══ DATA FOR PROCESSING ══

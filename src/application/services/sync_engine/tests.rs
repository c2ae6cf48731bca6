use super::core::SyncEngine;
use crate::application::ports::{
    BatchFetcher, ChangeListSource, LocalStore, UserPreferences, VersionStore,
};
use crate::domain::entities::{
    ChangeList, ChangeListEntry, NewsResource, NewsResourceBatch, NewsResourceIdFilter, Topic,
};
use crate::domain::value_objects::{ChangeListVersion, SyncCollection};
use crate::infrastructure::remote::InMemoryRemoteSource;
use crate::shared::error::{AppError, SyncErrorKind};
use async_trait::async_trait;
use chrono::{TimeZone, Utc};
use mockall::mock;
use std::collections::{HashMap, HashSet};
use std::num::NonZeroUsize;
use std::sync::{Arc, Mutex};
use tokio::sync::Notify;
use tokio_util::sync::CancellationToken;

#[derive(Debug, Default)]
struct MemoryState {
    topics: HashMap<String, Topic>,
    news: HashMap<String, NewsResource>,
    versions: HashMap<SyncCollection, ChangeListVersion>,
    followed: HashSet<String>,
    viewed: HashSet<String>,
    ops: Vec<String>,
}

/// Local store, preferences and version store backed by plain maps. Records
/// every write so tests can assert on ordering.
#[derive(Debug, Default)]
struct MemoryStore {
    state: Mutex<MemoryState>,
}
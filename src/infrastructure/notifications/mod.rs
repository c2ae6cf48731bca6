pub mod tracing_notifier;

pub use tracing_notifier::TracingNewsNotifier;
/// Maximum number of ids requested from the remote in a single batch.
pub const SYNC_BATCH_SIZE: usize = 40;

/// Watermark value for a collection that has never completed a pass.
pub const NEVER_SYNCED_VERSION: i64 = 0;
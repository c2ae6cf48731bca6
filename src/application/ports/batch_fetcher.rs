use crate::domain::entities::{NewsResource, Topic};
use crate::shared::error::AppError;
use async_trait::async_trait;

/// Fetches full payloads for a bounded list of ids. Ids that no longer exist
/// remotely are simply absent from the response.
#[async_trait]
pub trait BatchFetcher: Send + Sync {
    async fn fetch_topics(&self, ids: &[String]) -> Result<Vec<Topic>, AppError>;
    async fn fetch_news_resources(&self, ids: &[String]) -> Result<Vec<NewsResource>, AppError>;
}
pub mod change_list;
pub mod news_resource;
pub mod sync_result;
pub mod topic;

pub use change_list::{ChangeList, ChangeListEntry, ChangeListPartition};
pub use news_resource::{NewsResource, NewsResourceBatch, NewsResourceIdFilter, NewsResourceTopicRef};
pub use sync_result::{SyncReport, SyncResult, SyncStats};
pub use topic::Topic;
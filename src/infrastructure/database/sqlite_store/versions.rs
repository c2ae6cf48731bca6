use super::SqliteSyncStore;
use super::queries::{SELECT_VERSION, UPSERT_VERSION};
use crate::application::ports::VersionStore;
use crate::domain::value_objects::{ChangeListVersion, SyncCollection};
use crate::shared::error::AppError;
use async_trait::async_trait;
use chrono::Utc;
use sqlx::Row;

#[async_trait]
impl VersionStore for SqliteSyncStore {
    async fn read(&self, collection: SyncCollection) -> Result<ChangeListVersion, AppError> {
        let row = sqlx::query(SELECT_VERSION)
            .bind(collection.as_str())
            .fetch_optional(self.pool.get_pool())
            .await?;

        match row {
            Some(row) => Ok(ChangeListVersion::new(row.try_get::<i64, _>("version")?)),
            None => Ok(ChangeListVersion::NEVER_SYNCED),
        }
    }

    async fn write(
        &self,
        collection: SyncCollection,
        version: ChangeListVersion,
    ) -> Result<(), AppError> {
        sqlx::query(UPSERT_VERSION)
            .bind(collection.as_str())
            .bind(version.value())
            .bind(Utc::now().timestamp_millis())
            .execute(self.pool.get_pool())
            .await?;

        Ok(())
    }
}
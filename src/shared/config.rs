use crate::domain::constants::SYNC_BATCH_SIZE;
use crate::shared::error::AppError;
use serde::{Deserialize, Serialize};
use std::path::PathBuf;

#[derive(Debug, Clone, Serialize, Deserialize)]
pub struct AppConfig {
    pub database: DatabaseConfig,
    pub sync: SyncConfig,
}

#[derive(Debug, Clone, Serialize, Deserialize)]
pub struct DatabaseConfig {
    pub url: String,
    pub max_connections: u32,
}

#[derive(Debug, Clone, Serialize, Deserialize)]
pub struct SyncConfig {
    pub auto_sync: bool,
    pub interval_secs: u64,
    pub batch_size: usize,
    pub retry_base_secs: u64,
    pub retry_max_secs: u64,
}

impl Default for AppConfig {
    fn default() -> Self {
        Self {
            database: DatabaseConfig::default(),
            sync: SyncConfig::default(),
        }
    }
}

impl Default for DatabaseConfig {
    fn default() -> Self {
        Self {
            url: default_database_url(),
            max_connections: 5,
        }
    }
}

impl Default for SyncConfig {
    fn default() -> Self {
        Self {
            auto_sync: true,
            interval_secs: 900, // 15 minutes
            batch_size: SYNC_BATCH_SIZE,
            retry_base_secs: 30,
            retry_max_secs: 3600,
        }
    }
}

impl AppConfig {
    pub fn from_env() -> Self {
        let mut cfg = Self::default();

        if let Ok(v) = std::env::var("FEED_SYNC_DATABASE_URL") {
            let trimmed = v.trim();
            if !trimmed.is_empty() {
                cfg.database.url = trimmed.to_string();
            }
        }
        if let Some(value) = env_parsed::<u32>("FEED_SYNC_MAX_CONNECTIONS") {
            cfg.database.max_connections = value;
        }

        if let Ok(v) = std::env::var("FEED_SYNC_AUTO_SYNC") {
            cfg.sync.auto_sync = parse_bool(&v, cfg.sync.auto_sync);
        }
        if let Some(value) = env_parsed::<u64>("FEED_SYNC_SYNC_INTERVAL_SECS") {
            cfg.sync.interval_secs = value.max(1);
        }
        if let Some(value) = env_parsed::<usize>("FEED_SYNC_BATCH_SIZE") {
            cfg.sync.batch_size = value;
        }
        if let Some(value) = env_parsed::<u64>("FEED_SYNC_RETRY_BASE_SECS") {
            cfg.sync.retry_base_secs = value;
        }
        if let Some(value) = env_parsed::<u64>("FEED_SYNC_RETRY_MAX_SECS") {
            cfg.sync.retry_max_secs = value;
        }

        cfg
    }

    pub fn validate(&self) -> Result<(), AppError> {
        if self.database.max_connections == 0 {
            return Err(AppError::Configuration(
                "Database max_connections must be greater than 0".to_string(),
            ));
        }
        if self.sync.batch_size == 0 {
            return Err(AppError::Configuration(
                "Sync batch_size must be greater than 0".to_string(),
            ));
        }
        if self.sync.interval_secs == 0 {
            return Err(AppError::Configuration(
                "Sync interval_secs must be greater than 0".to_string(),
            ));
        }
        if self.sync.retry_base_secs > self.sync.retry_max_secs {
            return Err(AppError::Configuration(
                "Sync retry_base_secs must not exceed retry_max_secs".to_string(),
            ));
        }
        Ok(())
    }
}

fn default_database_url() -> String {
    let dir = dirs::data_local_dir()
        .map(|dir| dir.join("feed-sync"))
        .unwrap_or_else(|| PathBuf::from("./data"));
    format!("sqlite:{}?mode=rwc", dir.join("feed.db").display())
}

fn env_parsed<T: std::str::FromStr>(key: &str) -> Option<T> {
    std::env::var(key)
        .ok()
        .and_then(|value| value.trim().parse::<T>().ok())
}

fn parse_bool(s: &str, default: bool) -> bool {
    match s.to_ascii_lowercase().as_str() {
        "1" | "true" | "yes" | "on" => true,
        "0" | "false" | "no" | "off" => false,
        _ => default,
    }
}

═══

» EXERCISE INSTRUCTIONS
From the data above, return every line from the line that has "let trimmed = v.trim();" up to and including the line that has "cfg.sync.retry_max_secs = value;", exactly.

» OUTPUT OF THE TASK
            let trimmed = v.trim();
            if !trimmed.is_empty() {
                cfg.database.url = trimmed.to_string();
            }
        }
        if let Some(value) = env_parsed::<u32>("FEED_SYNC_MAX_CONNECTIONS") {
            cfg.database.max_connections = value;
        }

        if let Ok(v) = std::env::var("FEED_SYNC_AUTO_SYNC") {
            cfg.sync.auto_sync = parse_bool(&v, cfg.sync.auto_sync);
        }
        if let Some(value) = env_parsed::<u64>("FEED_SYNC_SYNC_INTERVAL_SECS") {
            cfg.sync.interval_secs = value.max(1);
        }
        if let Some(value) = env_parsed::<usize>("FEED_SYNC_BATCH_SIZE") {
            cfg.sync.batch_size = value;
        }
        if let Some(value) = env_parsed::<u64>("FEED_SYNC_RETRY_BASE_SECS") {
            cfg.sync.retry_base_secs = value;
        }
        if let Some(value) = env_parsed::<u64>("FEED_SYNC_RETRY_MAX_SECS") {
            cfg.sync.retry_max_secs = value;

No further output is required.